For a medication so widely available and so effective, there is a dark side to acetaminophen. Here are 10 things about acetaminophen that may shock you:

1.  Many underestimate its toxicity. In a recent survey of 500 people, 46% reported ingesting excessive amounts because they misunderstood dosing directions or failed to recognize that acetaminophen is found in more than one medication they are using. Yipes.

2.  Half the episodes of acute liver failure in the United States are because of acetaminophen toxicity. Half.

3.  The therapeutic dose (the “safe” dose) of acetaminophen in adults is 325 to 1000 mg given every 4-6 hours with a maximum daily dose of 4 grams in adults.

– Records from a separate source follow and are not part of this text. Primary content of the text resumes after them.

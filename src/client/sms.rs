use crate::client::{CancelScope, InfobipClient, InfobipError};
use crate::domain::ApiResponse;
use crate::models::sms::{
    SmsAdvancedTextRequest, SmsDeliveryReportsResponse, SmsLogsParams, SmsLogsResponse,
    SmsReportsParams, SmsResponse,
};
use crate::transport::ToQueryParams;

const SEND_ADVANCED_PATH: &str = "sms/2/text/advanced";
const LOGS_PATH: &str = "sms/1/logs";
const REPORTS_PATH: &str = "sms/1/reports";

impl InfobipClient {
    /// Send one or more text messages with per-message options.
    pub async fn send_sms_text_advanced(
        &self,
        scope: &CancelScope,
        request: &SmsAdvancedTextRequest,
    ) -> Result<ApiResponse<SmsResponse>, InfobipError> {
        self.post_json(scope, SEND_ADVANCED_PATH, request, &[]).await
    }

    /// Logs of sent messages, filtered by `params`.
    pub async fn get_sms_logs(
        &self,
        scope: &CancelScope,
        params: &SmsLogsParams,
    ) -> Result<ApiResponse<SmsLogsResponse>, InfobipError> {
        self.get(scope, LOGS_PATH, &params.to_query_params()).await
    }

    /// Delivery reports not fetched yet. Each report is returned only once.
    pub async fn get_sms_delivery_reports(
        &self,
        scope: &CancelScope,
        params: &SmsReportsParams,
    ) -> Result<ApiResponse<SmsDeliveryReportsResponse>, InfobipError> {
        self.get(scope, REPORTS_PATH, &params.to_query_params())
            .await
    }
}
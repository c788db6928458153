use crate::client::{CancelScope, InfobipClient, InfobipError};
use crate::domain::{ApiResponse, ResponseDetails};
use crate::models::account::{CreateSessionRequest, CreateSessionResponse};

const SESSION_PATH: &str = "auth/1/session";

impl InfobipClient {
    /// Exchange username and password for a session token.
    pub async fn create_session(
        &self,
        scope: &CancelScope,
        request: &CreateSessionRequest,
    ) -> Result<ApiResponse<CreateSessionResponse>, InfobipError> {
        self.post_json(scope, SESSION_PATH, request, &[]).await
    }

    pub async fn destroy_session(
        &self,
        scope: &CancelScope,
    ) -> Result<ResponseDetails, InfobipError> {
        self.delete(scope, SESSION_PATH, &[]).await
    }
}
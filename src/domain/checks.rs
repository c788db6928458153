//! Reusable predicates for struct-level rules.
//!
//! These cover constraints that a per-field rule cannot express: relations
//! between two fields, or formats the rule vocabulary has no tag for.

use std::sync::LazyLock;

use chrono::{DateTime, NaiveDate};
use regex::Regex;

/// Minimum length of a delivery time window, in minutes.
pub const MIN_DELIVERY_WINDOW_MINUTES: u32 = 60;

const URL_LIKE_PATTERN: &str = r"(?i)(?:\bhttps?://\S+|\bwww\.\S+|\b[a-z0-9][a-z0-9-]*(?:\.[a-z0-9-]+)*\.[a-z]{2,}\b)";

static URL_LIKE: LazyLock<Option<Regex>> = LazyLock::new(|| Regex::new(URL_LIKE_PATTERN).ok());

/// Minutes since midnight for an `hour:minute` pair.
///
/// `None` unless `hour` is in `0..=23` and `minute` in `0..=59`.
pub fn minutes_of_day(hour: u32, minute: u32) -> Option<u32> {
    (hour <= 23 && minute <= 59).then(|| hour * 60 + minute)
}

/// Whether `to` lies at least `min_minutes` after `from` within one day.
///
/// Both bounds are `(hour, minute)` pairs. A bound outside the clock is left
/// to the per-field range rules and does not fail the window.
pub fn window_is_at_least(from: (u32, u32), to: (u32, u32), min_minutes: u32) -> bool {
    match (minutes_of_day(from.0, from.1), minutes_of_day(to.0, to.1)) {
        (Some(from), Some(to)) => to >= from && to - from >= min_minutes,
        _ => true,
    }
}

/// Whether `text` contains something that looks like a URL.
pub fn contains_url(text: &str) -> bool {
    URL_LIKE.as_ref().is_some_and(|re| re.is_match(text))
}

/// Whether `value` is a calendar date in `YYYY-MM-DD` form.
pub fn is_iso_date(value: &str) -> bool {
    value.len() == 10 && NaiveDate::parse_from_str(value, "%Y-%m-%d").is_ok()
}

/// Whether `value` is an RFC 3339 timestamp.
pub fn is_rfc3339(value: &str) -> bool {
    DateTime::parse_from_rfc3339(value).is_ok()
}

#[cfg(test)]
mod tests {
    use super::*;

    #[test]
    fn window_needs_an_hour() {
        assert!(window_is_at_least((9, 0), (10, 0), MIN_DELIVERY_WINDOW_MINUTES));
        assert!(window_is_at_least((9, 30), (17, 45), MIN_DELIVERY_WINDOW_MINUTES));
        assert!(!window_is_at_least((9, 0), (9, 59), MIN_DELIVERY_WINDOW_MINUTES));
        assert!(!window_is_at_least((18, 0), (9, 0), MIN_DELIVERY_WINDOW_MINUTES));
    }

    #[test]
    fn out_of_clock_bounds_do_not_overflow() {
        assert_eq!(minutes_of_day(23, 59), Some(1439));
        assert_eq!(minutes_of_day(24, 0), None);
        assert_eq!(minutes_of_day(u32::MAX, 0), None);
        assert_eq!(minutes_of_day(0, u32::MAX), None);
        assert!(window_is_at_least((u32::MAX, 0), (10, 0), MIN_DELIVERY_WINDOW_MINUTES));
        assert!(window_is_at_least((9, 0), (0, u32::MAX), MIN_DELIVERY_WINDOW_MINUTES));
    }

    #[test]
    fn url_detection_is_lenient() {
        assert!(contains_url("see https://www.infobip.com/docs"));
        assert!(contains_url("visit www.example.org today"));
        assert!(contains_url("details at example.com"));
        assert!(!contains_url("Hello there, no links here"));
    }

    #[test]
    fn iso_dates_must_be_zero_padded_and_real() {
        assert!(is_iso_date("1990-02-28"));
        assert!(!is_iso_date("1990-2-28"));
        assert!(!is_iso_date("1990-02-30"));
        assert!(!is_iso_date("28.02.1990"));
    }

    #[test]
    fn rfc3339_timestamps() {
        assert!(is_rfc3339("2025-06-01T10:00:00Z"));
        assert!(is_rfc3339("2025-06-01T10:00:00.123+02:00"));
        assert!(!is_rfc3339("2025-06-01 10:00"));
    }
}
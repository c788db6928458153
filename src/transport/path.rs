use percent_encoding::{AsciiSet, NON_ALPHANUMERIC, utf8_percent_encode};

/// RFC 3986 unreserved characters stay as they are; everything else is escaped.
const SEGMENT: &AsciiSet = &NON_ALPHANUMERIC
    .remove(b'-')
    .remove(b'_')
    .remove(b'.')
    .remove(b'~');

/// Escape one path segment so it cannot introduce `/`, `?` or `#`.
pub fn segment(value: &str) -> String {
    utf8_percent_encode(value, SEGMENT).to_string()
}
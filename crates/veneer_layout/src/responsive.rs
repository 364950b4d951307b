//! Device classes derived from the window width.

use serde::{Deserialize, Serialize};

/// Breakpoint widths in logical pixels.
#[derive(Clone, Copy, Debug, PartialEq)]
pub struct Breakpoints {
    /// Tablet and up - 768px
    pub md: f32,
    /// Desktop and up - 1024px
    pub lg: f32,
}

impl Breakpoints {
    pub const DEFAULT: Self = Self {
        md: 768.0,
        lg: 1024.0,
    };
}

impl Default for Breakpoints {
    fn default() -> Self {
        Self::DEFAULT
    }
}

/// Device-class abstraction derived from breakpoints.
#[derive(Clone, Copy, Debug, Default, PartialEq, Eq, Hash, Serialize, Deserialize)]
#[serde(rename_all = "snake_case")]
pub enum DeviceClass {
    /// Width < `md` (768px)
    Mobile,
    /// `md` <= width < `lg` (1024px)
    Tablet,
    /// width >= `lg` (1024px)
    #[default]
    Desktop,
}

/// Classify a window width into mobile/tablet/desktop.
///
/// Unknown widths (zero, negative, NaN) classify as `Desktop`.
pub fn device_class_for_width(width: f32) -> DeviceClass {
    let bp = Breakpoints::DEFAULT;
    match width {
        w if w.is_nan() || w <= 0.0 => DeviceClass::Desktop,
        w if w < bp.md => DeviceClass::Mobile,
        w if w < bp.lg => DeviceClass::Tablet,
        _ => DeviceClass::Desktop,
    }
}

#[cfg(test)]
mod tests {
    use super::{device_class_for_width, DeviceClass};

    #[test]
    fn test_device_class_breakpoints() {
        assert_eq!(device_class_for_width(375.0), DeviceClass::Mobile);
        assert_eq!(device_class_for_width(767.0), DeviceClass::Mobile);
        assert_eq!(device_class_for_width(768.0), DeviceClass::Tablet);
        assert_eq!(device_class_for_width(1023.0), DeviceClass::Tablet);
        assert_eq!(device_class_for_width(1024.0), DeviceClass::Desktop);
        assert_eq!(device_class_for_width(1440.0), DeviceClass::Desktop);
    }

    #[test]
    fn test_unknown_width_is_desktop() {
        assert_eq!(device_class_for_width(0.0), DeviceClass::Desktop);
        assert_eq!(device_class_for_width(f32::NAN), DeviceClass::Desktop);
    }
}
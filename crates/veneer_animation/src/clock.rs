//! Time sources.
//!
//! Components read time through the `Clock` trait so the same code runs
//! against the wall clock in an application and against a manually
//! advanced clock in tests and headless scenarios.

use std::sync::atomic::{AtomicU64, Ordering};
use std::sync::Arc;
use std::time::{Duration, Instant};

/// A point in time, in microseconds since the clock's origin.
#[derive(Clone, Copy, Debug, Default, PartialEq, Eq, PartialOrd, Ord, Hash)]
pub struct Timestamp(u64);

impl Timestamp {
    pub const fn zero() -> Self {
        Self(0)
    }

    pub const fn from_micros(micros: u64) -> Self {
        Self(micros)
    }

    pub const fn from_millis(millis: u64) -> Self {
        Self(millis.saturating_mul(1_000))
    }

    pub const fn as_micros(&self) -> u64 {
        self.0
    }

    pub const fn as_millis(&self) -> u64 {
        self.0 / 1_000
    }

    /// Timestamp `duration` later, saturating at the end of time
    pub fn saturating_add(self, duration: Duration) -> Self {
        let micros = u64::try_from(duration.as_micros()).unwrap_or(u64::MAX);
        Self(self.0.saturating_add(micros))
    }

    /// Time elapsed since `earlier`, zero if `earlier` is later
    pub fn duration_since(self, earlier: Timestamp) -> Duration {
        Duration::from_micros(self.0.saturating_sub(earlier.0))
    }
}

/// A source of the current time.
pub trait Clock: Send + Sync {
    fn now(&self) -> Timestamp;
}

/// Shared clock handle
pub type SharedClock = Arc<dyn Clock>;

/// Wall clock measured from its creation.
#[derive(Debug)]
pub struct SystemClock {
    origin: Instant,
}

impl SystemClock {
    pub fn new() -> Self {
        Self {
            origin: Instant::now(),
        }
    }

    pub fn shared() -> SharedClock {
        Arc::new(Self::new())
    }
}

impl Default for SystemClock {
    fn default() -> Self {
        Self::new()
    }
}

impl Clock for SystemClock {
    fn now(&self) -> Timestamp {
        let micros = u64::try_from(self.origin.elapsed().as_micros()).unwrap_or(u64::MAX);
        Timestamp::from_micros(micros)
    }
}

/// A clock that only moves when told to.
///
/// Time never runs backwards: `set` to an earlier position is ignored.
#[derive(Debug, Default)]
pub struct ManualClock {
    position: AtomicU64,
}

impl ManualClock {
    pub fn new() -> Self {
        Self::default()
    }

    /// Create a shared manual clock.
    ///
    /// Keep the returned `Arc<ManualClock>` to advance time; pass a clone
    /// (coerced to `SharedClock`) to the component under test.
    pub fn shared() -> Arc<ManualClock> {
        Arc::new(Self::new())
    }

    /// Advance the clock by a duration.
    pub fn advance(&self, duration: Duration) {
        let micros = u64::try_from(duration.as_micros()).unwrap_or(u64::MAX);
        self.position
            .fetch_update(Ordering::SeqCst, Ordering::SeqCst, |current| {
                Some(current.saturating_add(micros))
            })
            .ok();
    }

    /// Advance the clock by a number of milliseconds.
    pub fn advance_millis(&self, millis: u64) {
        self.advance(Duration::from_millis(millis));
    }

    /// Move the clock to an absolute position.
    pub fn set(&self, position: Timestamp) {
        self.position.fetch_max(position.as_micros(), Ordering::SeqCst);
    }
}

impl Clock for ManualClock {
    fn now(&self) -> Timestamp {
        Timestamp::from_micros(self.position.load(Ordering::SeqCst))
    }
}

4.  Toxicity is likely to occur with doses above 12 grams in 24 hours.

5.  Toxicity is less likely to occur with a dose < 10 grams in 24 hours or a single dose less than 7.5 grams in an adult.

6.  Use of other medications along with acetaminophen increase your risk of toxicity. These include Dilantin, isoniazid, rifampin, and Bactrim (sulfamethoxazole/trimethoprim) among others.

7.  KNOW if your pain medication contains acetaminophen. A good clue is that it ends in cet (for acetaminophen) like Ultracet (tramadol/acetaminophen), Roxicet (oxycodone/acetaminophen), Percocet (oxycodone/acetaminophen), Fioricet (butalbital/acetaminophen/caffeine). Others like Vicodin (hydrocodone/acetaminophen), Esgic (butalbital/acetaminophen/caffeine), etc don’t have the easy clue ending but do contain acetaminophen. Know this.

8.  Early symptoms of overdose may be nausea, vomiting, fatigue, and sweating, but some folks may have no symptoms early on.

9.  Liver abnormalities peak 72 to 96 hours after ingestion. This is the stage where most deaths occur (from liver and kidney failure).

10.  In 2011, the FDA put limits on the amount of acetaminophen that could be found in pain meds. Currently, prescription pain meds can include no more than 325 mg of acetaminophen in each tablet or capsule, and existing prescription meds with more than 325 mg of acetaminophen must be removed from the market by January 2014.

Dr O.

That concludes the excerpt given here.